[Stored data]

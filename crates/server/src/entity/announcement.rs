use sea_orm::entity::prelude::*;
use serde::{Deserialize, Serialize};

#[derive(Clone, Debug, PartialEq, Eq, DeriveEntityModel, Serialize, Deserialize)]
#[sea_orm(table_name = "announcement")]
pub struct Model {
    #[sea_orm(primary_key)]
    pub id: i32,
    pub author: String,
    pub title: String,
    #[sea_orm(column_type = "Text")]
    pub content: String,
    pub timestamp: DateTime,
}

#[derive(Copy, Clone, Debug, EnumIter, DeriveRelation)]
pub enum Relation {}

impl ActiveModelBehavior for ActiveModel {}
pub mod announcement_repository;
pub mod session_repository;
pub mod submission_repository;
pub mod syllabus_repository;
pub mod user_repository;

pub use announcement_repository::{AnnouncementContent, AnnouncementRecord, AnnouncementRepository};
pub use session_repository::SessionRepository;
pub use submission_repository::{
    Attachment, FeedbackRecord, NewSubmission, SubmissionRecord, SubmissionRepository,
};
pub use syllabus_repository::{
    AssignmentContent, AssignmentRecord, DocumentFile, DocumentRecord, SemesterRecord,
    SyllabusRepository, WeekRecord,
};
pub use user_repository::{NewUser, UserRecord, UserRepository, UserUpdate};
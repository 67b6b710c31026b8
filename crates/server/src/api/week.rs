//! 学生视角的周页面与作业提交。

use std::sync::Arc;

use axum::{
    Json, Router,
    extract::{Multipart, Path, State},
    response::Redirect,
    routing::get,
};
use collegejump_api_types::views::{SubmissionSummary, WeekPage};
use collegejump_core::domain::{
    Action, Body, Resource, SemesterId, UserId,
    policy::{allows, authorize},
};
use sea_orm::{ConnectionTrait, TransactionTrait};
use tracing::info;

use super::error::AppError;
use super::state::AppState;
use super::upload::MultipartForm;
use super::validation::FormErrors;
use super::views::{submission_summary, week_path, week_view};
use crate::access::week_viewer;
use crate::auth::CurrentUser;
use crate::repository::{
    AssignmentRecord, Attachment, NewSubmission, SubmissionRepository, SyllabusRepository,
    UserRecord, UserRepository,
};

pub fn router() -> Router<Arc<AppState>> {
    Router::new().route(
        "/semester/{semester_id}/week/{week_num}",
        get(show_week).post(submit),
    )
}

/// `authors` 对该作业的提交，按时间倒序，附带作者信息。
async fn submissions_by<C: ConnectionTrait>(
    conn: &C,
    assignment: Option<&AssignmentRecord>,
    authors: &[UserRecord],
) -> Result<Vec<SubmissionSummary>, AppError> {
    let Some(assignment) = assignment else {
        return Ok(Vec::new());
    };

    let ids: Vec<UserId> = authors.iter().map(|author| author.id).collect();
    let submissions = SubmissionRepository::new(conn)
        .list_by_authors(assignment.id, &ids)
        .await?;

    Ok(submissions
        .into_iter()
        .filter_map(|submission| {
            let author = authors.iter().find(|author| author.id == submission.author_id)?;
            Some(submission_summary(submission, author))
        })
        .collect())
}

/// 周页面：内容、自己的提交，以及所指导学生的提交。
async fn show_week(
    State(state): State<Arc<AppState>>,
    CurrentUser(session): CurrentUser,
    Path((semester_id, week_num)): Path<(i32, i32)>,
) -> Result<Json<WeekPage>, AppError> {
    let semester_id = SemesterId::new(semester_id);
    let viewer = week_viewer(&state.db, &session, semester_id).await?;
    authorize(&viewer, Resource::Week, Action::View)?;

    let syllabus = SyllabusRepository::new(&state.db);
    let week = syllabus
        .find_week(semester_id, week_num)
        .await?
        .ok_or(AppError::NotFound)?;
    let assignment = syllabus.assignment_of(week.id).await?;
    let documents = syllabus.documents_of(week.id).await?;

    let mentees = UserRepository::new(&state.db)
        .mentees_of(session.user.id)
        .await?;
    let submissions = submissions_by(
        &state.db,
        assignment.as_ref(),
        std::slice::from_ref(&session.user),
    )
    .await?;
    let submissions_to_grade = submissions_by(&state.db, assignment.as_ref(), &mentees).await?;

    let can_submit = assignment.is_some() && allows(&viewer, Resource::Week, Action::Submit);

    Ok(Json(WeekPage {
        week: week_view(week, assignment, documents),
        can_submit,
        submissions,
        submissions_to_grade,
    }))
}

/// 提交作业。multipart 字段：`text` 为正文，`attachment` 为可选附件。
async fn submit(
    State(state): State<Arc<AppState>>,
    CurrentUser(session): CurrentUser,
    Path((semester_id, week_num)): Path<(i32, i32)>,
    multipart: Multipart,
) -> Result<Redirect, AppError> {
    let semester = SemesterId::new(semester_id);
    let viewer = week_viewer(&state.db, &session, semester).await?;
    authorize(&viewer, Resource::Week, Action::Submit)?;

    let mut form = MultipartForm::read(multipart).await?;
    let attachment = form.take_file("attachment");

    let mut errors = FormErrors::new();
    let text = errors.check("text", Body::new(form.text("text")));
    if text.as_ref().is_some_and(Body::is_empty) && attachment.is_none() {
        errors.add("text", "write an answer or attach a file");
    }
    errors.finish()?;
    let Some(text) = text else {
        return Err(AppError::field("text", "invalid submission"));
    };

    let txn = state.db.begin().await?;
    let syllabus = SyllabusRepository::new(&txn);
    let week = syllabus
        .find_week(semester, week_num)
        .await?
        .ok_or(AppError::NotFound)?;
    let Some(assignment) = syllabus.assignment_of(week.id).await? else {
        return Err(AppError::field("text", "this week has no assignment"));
    };

    let submission = SubmissionRepository::new(&txn)
        .create(NewSubmission {
            assignment_id: assignment.id,
            author_id: session.user.id,
            text,
            attachment: attachment.map(|file| Attachment {
                filename: file.filename,
                data: file.data,
            }),
        })
        .await?;
    txn.commit().await?;

    info!(
        submission_id = %submission.id,
        assignment_id = %assignment.id,
        author_id = %session.user.id,
        has_attachment = submission.filename.is_some(),
        "assignment submitted"
    );
    Ok(Redirect::to(&week_path(semester_id, week_num)))
}
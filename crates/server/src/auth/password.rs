use anyhow::{Result, anyhow};
use argon2::Argon2;
use argon2::password_hash::{PasswordHash, PasswordHasher, PasswordVerifier, SaltString};
use collegejump_core::domain::NewPassword;
use uuid::Uuid;

pub fn hash_password(password: &NewPassword) -> Result<String> {
    let salt = SaltString::encode_b64(Uuid::new_v4().as_bytes())
        .map_err(|e| anyhow!("failed to encode password salt: {e}"))?;

    let hash = Argon2::default()
        .hash_password(password.expose().as_bytes(), &salt)
        .map_err(|e| anyhow!("failed to hash password: {e}"))?;

    Ok(hash.to_string())
}

/// 密码错误或哈希无法解析时均返回 `false`。
pub fn verify_password(candidate: &str, stored_hash: &str) -> bool {
    let Ok(parsed) = PasswordHash::new(stored_hash) else {
        return false;
    };

    Argon2::default()
        .verify_password(candidate.as_bytes(), &parsed)
        .is_ok()
}

#[cfg(test)]
mod tests {
    use super::*;

    #[test]
    fn hash_verifies_only_the_original_password() {
        let password = NewPassword::new("correct horse", "correct horse").expect("valid");
        let hash = hash_password(&password).expect("hashing succeeds");

        assert!(hash.starts_with("$argon2id$"));
        assert!(verify_password("correct horse", &hash));
        assert!(!verify_password("correct h0rse", &hash));
    }

    #[test]
    fn same_password_gets_distinct_salts() {
        let password = NewPassword::new("correct horse", "correct horse").expect("valid");

        let first = hash_password(&password).expect("hashing succeeds");
        let second = hash_password(&password).expect("hashing succeeds");

        assert_ne!(first, second);
    }

    #[test]
    fn garbage_hash_never_verifies() {
        assert!(!verify_password("anything", "not-a-phc-string"));
    }
}
use crate::entity::{feedback, submission};
use anyhow::Result;
use chrono::{NaiveDateTime, Utc};
use collegejump_core::domain::{AssignmentId, Body, FeedbackId, SubmissionId, UserId};
use sea_orm::{
    ActiveModelTrait, ActiveValue::Set, ColumnTrait, ConnectionTrait, EntityTrait, QueryFilter,
    QueryOrder,
};

#[derive(Debug, Clone, PartialEq, Eq)]
pub struct SubmissionRecord {
    pub id: SubmissionId,
    pub assignment_id: AssignmentId,
    pub author_id: UserId,
    pub timestamp: NaiveDateTime,
    pub text: String,
    pub filename: Option<String>,
}

#[derive(Debug, Clone)]
pub struct Attachment {
    pub filename: String,
    pub data: Vec<u8>,
}

#[derive(Debug, Clone)]
pub struct NewSubmission {
    pub assignment_id: AssignmentId,
    pub author_id: UserId,
    pub text: Body,
    pub attachment: Option<Attachment>,
}

#[derive(Debug, Clone, PartialEq, Eq)]
pub struct FeedbackRecord {
    pub id: FeedbackId,
    pub submission_id: SubmissionId,
    pub author_id: UserId,
    pub text: String,
    pub timestamp: NaiveDateTime,
}

pub struct SubmissionRepository<'c, C> {
    conn: &'c C,
}

impl<'c, C: ConnectionTrait> SubmissionRepository<'c, C> {
    pub fn new(conn: &'c C) -> Self {
        Self { conn }
    }

    fn map_model(model: submission::Model) -> SubmissionRecord {
        SubmissionRecord {
            id: SubmissionId::new(model.id),
            assignment_id: AssignmentId::new(model.assignment_id),
            author_id: UserId::new(model.author_id),
            timestamp: model.timestamp,
            text: model.text,
            filename: model.filename,
        }
    }

    fn map_feedback(model: feedback::Model) -> FeedbackRecord {
        FeedbackRecord {
            id: FeedbackId::new(model.id),
            submission_id: SubmissionId::new(model.submission_id),
            author_id: UserId::new(model.author_id),
            text: model.text,
            timestamp: model.timestamp,
        }
    }

    pub async fn create(&self, new_submission: NewSubmission) -> Result<SubmissionRecord> {
        let (filename, attachment) = match new_submission.attachment {
            Some(file) => (Some(file.filename), Some(file.data)),
            None => (None, None),
        };

        let model = submission::ActiveModel {
            assignment_id: Set(new_submission.assignment_id.into_inner()),
            author_id: Set(new_submission.author_id.into_inner()),
            timestamp: Set(Utc::now().naive_utc()),
            text: Set(new_submission.text.into_inner()),
            filename: Set(filename),
            attachment: Set(attachment),
            ..Default::default()
        }
        .insert(self.conn)
        .await?;

        Ok(Self::map_model(model))
    }

    pub async fn find_by_id(&self, submission_id: SubmissionId) -> Result<Option<SubmissionRecord>> {
        let model = submission::Entity::find_by_id(submission_id.into_inner())
            .one(self.conn)
            .await?;

        Ok(model.map(Self::map_model))
    }

    pub async fn attachment(&self, submission_id: SubmissionId) -> Result<Option<Attachment>> {
        let model = submission::Entity::find_by_id(submission_id.into_inner())
            .one(self.conn)
            .await?;

        Ok(model.and_then(|model| match (model.filename, model.attachment) {
            (Some(filename), Some(data)) => Some(Attachment { filename, data }),
            _ => None,
        }))
    }

    pub async fn list_by_authors(
        &self,
        assignment_id: AssignmentId,
        authors: &[UserId],
    ) -> Result<Vec<SubmissionRecord>> {
        if authors.is_empty() {
            return Ok(Vec::new());
        }

        let models = submission::Entity::find()
            .filter(submission::Column::AssignmentId.eq(assignment_id.into_inner()))
            .filter(
                submission::Column::AuthorId
                    .is_in(authors.iter().map(|author| author.into_inner())),
            )
            .order_by_desc(submission::Column::Timestamp)
            .order_by_desc(submission::Column::Id)
            .all(self.conn)
            .await?;

        Ok(models.into_iter().map(Self::map_model).collect())
    }

    pub async fn add_feedback(
        &self,
        submission_id: SubmissionId,
        author_id: UserId,
        text: Body,
    ) -> Result<FeedbackRecord> {
        let model = feedback::ActiveModel {
            submission_id: Set(submission_id.into_inner()),
            author_id: Set(author_id.into_inner()),
            text: Set(text.into_inner()),
            timestamp: Set(Utc::now().naive_utc()),
            ..Default::default()
        }
        .insert(self.conn)
        .await?;

        Ok(Self::map_feedback(model))
    }

    pub async fn feedback_for(&self, submission_id: SubmissionId) -> Result<Vec<FeedbackRecord>> {
        let models = feedback::Entity::find()
            .filter(feedback::Column::SubmissionId.eq(submission_id.into_inner()))
            .order_by_asc(feedback::Column::Timestamp)
            .order_by_asc(feedback::Column::Id)
            .all(self.conn)
            .await?;

        Ok(models.into_iter().map(Self::map_feedback).collect())
    }
}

*Goal of the exercise:*
Across the data, how many lines have the word "authorize" in them? Respond with the number alone.

*Solution:*
3